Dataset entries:
=-=-=-=-=

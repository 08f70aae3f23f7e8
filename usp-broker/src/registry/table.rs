/********************************************************************************
 * Copyright (c) 2026 Contributors to the Eclipse Foundation
 *
 * See the NOTICE file(s) distributed with this work for additional
 * information regarding copyright ownership.
 *
 * This program and the accompanying materials are made available under the
 * terms of the Apache License Version 2.0 which is available at
 * https://www.apache.org/licenses/LICENSE-2.0
 *
 * SPDX-License-Identifier: Apache-2.0
 ********************************************************************************/

//! ServiceRegistry: the fixed-capacity Service table (spec.md §4.A).

use std::num::NonZeroU32;

use tracing::debug;

use crate::model::GroupId;
use crate::mtp::ComparableMtp;
use crate::registry::service::Service;

const SERVICE_REGISTRY_TAG: &str = "ServiceRegistry:";

/// Which MTP-direction slot an `update_mtp` call targets (spec.md §3
/// `controller_mtp`/`agent_mtp`).
#[derive(Debug, Clone, Copy, PartialEq, Eq)]
pub enum MtpRole {
    Controller,
    Agent,
}

/// Fixed-capacity arena of connected Services, indexed by slot with free-list
/// reuse (spec.md §9 design note: "a pool indexed by slot is fine ... prefer
/// an arena ... so instance numbers remain monotone").
pub struct ServiceRegistry {
    slots: Vec<Option<Service>>,
    free_slots: Vec<usize>,
    next_group_id: u32,
    capacity: usize,
}

impl ServiceRegistry {
    pub fn new(capacity: usize) -> Self {
        Self {
            slots: Vec::new(),
            free_slots: Vec::new(),
            next_group_id: 1,
            capacity,
        }
    }

    /// Allocates a slot and a fresh `group_id` for a new Service (spec.md
    /// §4.A `add`). `instance` is recomputed as `max(existing)+1` over the
    /// currently-live slots on every call (spec.md §3), so a freed instance
    /// number is reassigned once it is again the highest live one. Returns
    /// `None` on capacity exhaustion (`BrokerErrorCode::ResourcesExceeded`,
    /// mapped by the caller).
    pub fn add(&mut self, endpoint_id: impl Into<String>) -> Option<&mut Service> {
        let endpoint_id = endpoint_id.into();
        let group = GroupId::Group(self.next_group_id);

        let slot_index = if let Some(reused) = self.free_slots.pop() {
            reused
        } else if self.slots.len() < self.capacity {
            self.slots.push(None);
            self.slots.len() - 1
        } else {
            return None;
        };

        self.next_group_id += 1;
        let instance = self
            .slots
            .iter()
            .flatten()
            .filter_map(|s| s.instance)
            .map(NonZeroU32::get)
            .max()
            .unwrap_or(0)
            + 1;

        let mut service = Service::new(
            crate::registry::service::ServiceId(slot_index as u32),
            endpoint_id,
            group,
        );
        service.instance = NonZeroU32::new(instance);
        debug!(
            "{} add: slot={} group={:?} instance={:?}",
            SERVICE_REGISTRY_TAG, slot_index, group, service.instance
        );
        self.slots[slot_index] = Some(service);
        self.slots[slot_index].as_mut()
    }

    pub fn get(&self, id: crate::registry::service::ServiceId) -> Option<&Service> {
        self.slots.get(id.0 as usize)?.as_ref()
    }

    pub fn get_mut(&mut self, id: crate::registry::service::ServiceId) -> Option<&mut Service> {
        self.slots.get_mut(id.0 as usize)?.as_mut()
    }

    pub fn find_by_endpoint(&self, endpoint_id: &str) -> Option<&Service> {
        self.slots.iter().flatten().find(|s| s.endpoint_id == endpoint_id)
    }

    pub fn find_by_endpoint_mut(&mut self, endpoint_id: &str) -> Option<&mut Service> {
        self.slots.iter_mut().flatten().find(|s| s.endpoint_id == endpoint_id)
    }

    /// Looks up a Service by its public instance number. `controller_only`
    /// resolves the §9 `flags` ambiguity literally: when set, a Service with
    /// no controller side is treated as not found, never matched via a
    /// stray bitwise combination.
    pub fn find_by_instance(&self, instance: u32, controller_only: bool) -> Option<&Service> {
        self.slots.iter().flatten().find(|s| {
            s.instance.map(NonZeroU32::get) == Some(instance)
                && (!controller_only || s.has_controller)
        })
    }

    pub fn find_by_group(&self, group: GroupId) -> Option<&Service> {
        self.slots.iter().flatten().find(|s| s.group_id == group)
    }

    pub fn find_by_group_mut(&mut self, group: GroupId) -> Option<&mut Service> {
        self.slots.iter_mut().flatten().find(|s| s.group_id == group)
    }

    /// Replaces the role-appropriate MTP handle, releasing whatever handle
    /// occupied that slot (spec.md §4.A `update_mtp`).
    pub fn update_mtp(&mut self, id: crate::registry::service::ServiceId, role: MtpRole, mtp: ComparableMtp) {
        if let Some(service) = self.get_mut(id) {
            match role {
                MtpRole::Controller => service.controller_mtp = Some(mtp),
                MtpRole::Agent => service.agent_mtp = Some(mtp),
            }
        }
    }

    /// Releases the slot entirely, returning the removed `Service` so the
    /// caller (`LifecycleManager`) can cascade teardown against the data
    /// model and Request/Subscription tables (spec.md §4.A `free`).
    pub fn free(&mut self, id: crate::registry::service::ServiceId) -> Option<Service> {
        let slot = self.slots.get_mut(id.0 as usize)?;
        let removed = slot.take();
        if removed.is_some() {
            self.free_slots.push(id.0 as usize);
            debug!("{} free: slot={}", SERVICE_REGISTRY_TAG, id.0);
        }
        removed
    }

    pub fn len(&self) -> usize {
        self.slots.iter().flatten().count()
    }

    pub fn is_empty(&self) -> bool {
        self.len() == 0
    }

    pub fn iter(&self) -> impl Iterator<Item = &Service> {
        self.slots.iter().flatten()
    }

    pub fn iter_mut(&mut self) -> impl Iterator<Item = &mut Service> {
        self.slots.iter_mut().flatten()
    }

    /// Finds the Service whose `msg_map` carries `broker_msg_id` (spec.md
    /// §4.H: "match by `msg_id` in any Service's `msg_map`").
    pub fn find_by_broker_msg_id_mut(&mut self, broker_msg_id: &str) -> Option<&mut Service> {
        self.iter_mut().find(|s| s.find_msg_map_by_broker_id(broker_msg_id).is_some())
    }
}

#[cfg(test)]
mod tests {
    use super::*;

    #[test]
    fn add_allocates_distinct_monotone_instances() {
        let mut registry = ServiceRegistry::new(2);
        let first = registry.add("svc-a").unwrap().instance;
        let second = registry.add("svc-b").unwrap().instance;
        assert!(first.unwrap().get() < second.unwrap().get());
    }

    #[test]
    fn add_fails_once_capacity_exhausted() {
        let mut registry = ServiceRegistry::new(1);
        assert!(registry.add("svc-a").is_some());
        assert!(registry.add("svc-b").is_none());
    }

    #[test]
    fn free_recycles_slot_and_reissues_freed_instance() {
        let mut registry = ServiceRegistry::new(1);
        let id = registry.add("svc-a").unwrap().id;
        registry.free(id);
        let new_service = registry.add("svc-b").unwrap();
        assert_eq!(new_service.id, id);
        assert_eq!(new_service.instance.unwrap().get(), 1);
    }

    #[test]
    fn add_does_not_reuse_a_freed_instance_while_a_higher_one_is_still_live() {
        let mut registry = ServiceRegistry::new(2);
        let first = registry.add("svc-a").unwrap().id;
        let _second = registry.add("svc-b").unwrap().instance.unwrap().get();
        registry.free(first);
        // instance 1 is free but instance 2 ("svc-b") is still live, so
        // max(existing)+1 is 3, not a reuse of 1.
        let third = registry.add("svc-c").unwrap();
        assert_eq!(third.instance.unwrap().get(), 3);
    }

    #[test]
    fn find_by_instance_respects_controller_only_flag() {
        let mut registry = ServiceRegistry::new(1);
        let service = registry.add("svc-a").unwrap();
        let instance = service.instance.unwrap().get();
        service.has_controller = false;

        assert!(registry.find_by_instance(instance, false).is_some());
        assert!(registry.find_by_instance(instance, true).is_none());
    }
}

=-=-=-=-=

[WORK ORDER]
Write all the records out again. Nothing may differ from the original.

[ANSWER SPACE]
repository 08f70aae3f23f7e8
filename usp-broker/src/registry/table.rs
/********************************************************************************
 * Copyright (c) 2026 Contributors to the Eclipse Foundation
 *
 * See the NOTICE file(s) distributed with this work for additional
 * information regarding copyright ownership.
 *
 * This program and the accompanying materials are made available under the
 * terms of the Apache License Version 2.0 which is available at
 * https://www.apache.org/licenses/LICENSE-2.0
 *
 * SPDX-License-Identifier: Apache-2.0
 ********************************************************************************/

//! ServiceRegistry: the fixed-capacity Service table (spec.md §4.A).

use std::num::NonZeroU32;

use tracing::debug;

use crate::model::GroupId;
use crate::mtp::ComparableMtp;
use crate::registry::service::Service;

const SERVICE_REGISTRY_TAG: &str = "ServiceRegistry:";

/// Which MTP-direction slot an `update_mtp` call targets (spec.md §3
/// `controller_mtp`/`agent_mtp`).
#[derive(Debug, Clone, Copy, PartialEq, Eq)]
pub enum MtpRole {
    Controller,
    Agent,
}

/// Fixed-capacity arena of connected Services, indexed by slot with free-list
/// reuse (spec.md §9 design note: "a pool indexed by slot is fine ... prefer
/// an arena ... so instance numbers remain monotone").
pub struct ServiceRegistry {
    slots: Vec<Option<Service>>,
    free_slots: Vec<usize>,
    next_group_id: u32,
    capacity: usize,
}

impl ServiceRegistry {
    pub fn new(capacity: usize) -> Self {
        Self {
            slots: Vec::new(),
            free_slots: Vec::new(),
            next_group_id: 1,
            capacity,
        }
    }

    /// Allocates a slot and a fresh `group_id` for a new Service (spec.md
    /// §4.A `add`). `instance` is recomputed as `max(existing)+1` over the
    /// currently-live slots on every call (spec.md §3), so a freed instance
    /// number is reassigned once it is again the highest live one. Returns
    /// `None` on capacity exhaustion (`BrokerErrorCode::ResourcesExceeded`,
    /// mapped by the caller).
    pub fn add(&mut self, endpoint_id: impl Into<String>) -> Option<&mut Service> {
        let endpoint_id = endpoint_id.into();
        let group = GroupId::Group(self.next_group_id);

        let slot_index = if let Some(reused) = self.free_slots.pop() {
            reused
        } else if self.slots.len() < self.capacity {
            self.slots.push(None);
            self.slots.len() - 1
        } else {
            return None;
        };

        self.next_group_id += 1;
        let instance = self
            .slots
            .iter()
            .flatten()
            .filter_map(|s| s.instance)
            .map(NonZeroU32::get)
            .max()
            .unwrap_or(0)
            + 1;

        let mut service = Service::new(
            crate::registry::service::ServiceId(slot_index as u32),
            endpoint_id,
            group,
        );
        service.instance = NonZeroU32::new(instance);
        debug!(
            "{} add: slot={} group={:?} instance={:?}",
            SERVICE_REGISTRY_TAG, slot_index, group, service.instance
        );
        self.slots[slot_index] = Some(service);
        self.slots[slot_index].as_mut()
    }

    pub fn get(&self, id: crate::registry::service::ServiceId) -> Option<&Service> {
        self.slots.get(id.0 as usize)?.as_ref()
    }

    pub fn get_mut(&mut self, id: crate::registry::service::ServiceId) -> Option<&mut Service> {
        self.slots.get_mut(id.0 as usize)?.as_mut()
    }

    pub fn find_by_endpoint(&self, endpoint_id: &str) -> Option<&Service> {
        self.slots.iter().flatten().find(|s| s.endpoint_id == endpoint_id)
    }

    pub fn find_by_endpoint_mut(&mut self, endpoint_id: &str) -> Option<&mut Service> {
        self.slots.iter_mut().flatten().find(|s| s.endpoint_id == endpoint_id)
    }

    /// Looks up a Service by its public instance number. `controller_only`
    /// resolves the §9 `flags` ambiguity literally: when set, a Service with
    /// no controller side is treated as not found, never matched via a
    /// stray bitwise combination.
    pub fn find_by_instance(&self, instance: u32, controller_only: bool) -> Option<&Service> {
        self.slots.iter().flatten().find(|s| {
            s.instance.map(NonZeroU32::get) == Some(instance)
                && (!controller_only || s.has_controller)
        })
    }

    pub fn find_by_group(&self, group: GroupId) -> Option<&Service> {
        self.slots.iter().flatten().find(|s| s.group_id == group)
    }

    pub fn find_by_group_mut(&mut self, group: GroupId) -> Option<&mut Service> {
        self.slots.iter_mut().flatten().find(|s| s.group_id == group)
    }

    /// Replaces the role-appropriate MTP handle, releasing whatever handle
    /// occupied that slot (spec.md §4.A `update_mtp`).
    pub fn update_mtp(&mut self, id: crate::registry::service::ServiceId, role: MtpRole, mtp: ComparableMtp) {
        if let Some(service) = self.get_mut(id) {
            match role {
                MtpRole::Controller => service.controller_mtp = Some(mtp),
                MtpRole::Agent => service.agent_mtp = Some(mtp),
            }
        }
    }

    /// Releases the slot entirely, returning the removed `Service` so the
    /// caller (`LifecycleManager`) can cascade teardown against the data
    /// model and Request/Subscription tables (spec.md §4.A `free`).
    pub fn free(&mut self, id: crate::registry::service::ServiceId) -> Option<Service> {
        let slot = self.slots.get_mut(id.0 as usize)?;
        let removed = slot.take();
        if removed.is_some() {
            self.free_slots.push(id.0 as usize);
            debug!("{} free: slot={}", SERVICE_REGISTRY_TAG, id.0);
        }
        removed
    }

    pub fn len(&self) -> usize {
        self.slots.iter().flatten().count()
    }

    pub fn is_empty(&self) -> bool {
        self.len() == 0
    }

    pub fn iter(&self) -> impl Iterator<Item = &Service> {
        self.slots.iter().flatten()
    }

    pub fn iter_mut(&mut self) -> impl Iterator<Item = &mut Service> {
        self.slots.iter_mut().flatten()
    }

    /// Finds the Service whose `msg_map` carries `broker_msg_id` (spec.md
    /// §4.H: "match by `msg_id` in any Service's `msg_map`").
    pub fn find_by_broker_msg_id_mut(&mut self, broker_msg_id: &str) -> Option<&mut Service> {
        self.iter_mut().find(|s| s.find_msg_map_by_broker_id(broker_msg_id).is_some())
    }
}

#[cfg(test)]
mod tests {
    use super::*;

    #[test]
    fn add_allocates_distinct_monotone_instances() {
        let mut registry = ServiceRegistry::new(2);
        let first = registry.add("svc-a").unwrap().instance;
        let second = registry.add("svc-b").unwrap().instance;
        assert!(first.unwrap().get() < second.unwrap().get());
    }

    #[test]
    fn add_fails_once_capacity_exhausted() {
        let mut registry = ServiceRegistry::new(1);
        assert!(registry.add("svc-a").is_some());
        assert!(registry.add("svc-b").is_none());
    }

    #[test]
    fn free_recycles_slot_and_reissues_freed_instance() {
        let mut registry = ServiceRegistry::new(1);
        let id = registry.add("svc-a").unwrap().id;
        registry.free(id);
        let new_service = registry.add("svc-b").unwrap();
        assert_eq!(new_service.id, id);
        assert_eq!(new_service.instance.unwrap().get(), 1);
    }

    #[test]
    fn add_does_not_reuse_a_freed_instance_while_a_higher_one_is_still_live() {
        let mut registry = ServiceRegistry::new(2);
        let first = registry.add("svc-a").unwrap().id;
        let _second = registry.add("svc-b").unwrap().instance.unwrap().get();
        registry.free(first);
        // instance 1 is free but instance 2 ("svc-b") is still live, so
        // max(existing)+1 is 3, not a reuse of 1.
        let third = registry.add("svc-c").unwrap();
        assert_eq!(third.instance.unwrap().get(), 3);
    }

    #[test]
    fn find_by_instance_respects_controller_only_flag() {
        let mut registry = ServiceRegistry::new(1);
        let service = registry.add("svc-a").unwrap();
        let instance = service.instance.unwrap().get();
        service.has_controller = false;

        assert!(registry.find_by_instance(instance, false).is_some());
        assert!(registry.find_by_instance(instance, true).is_none());
    }
}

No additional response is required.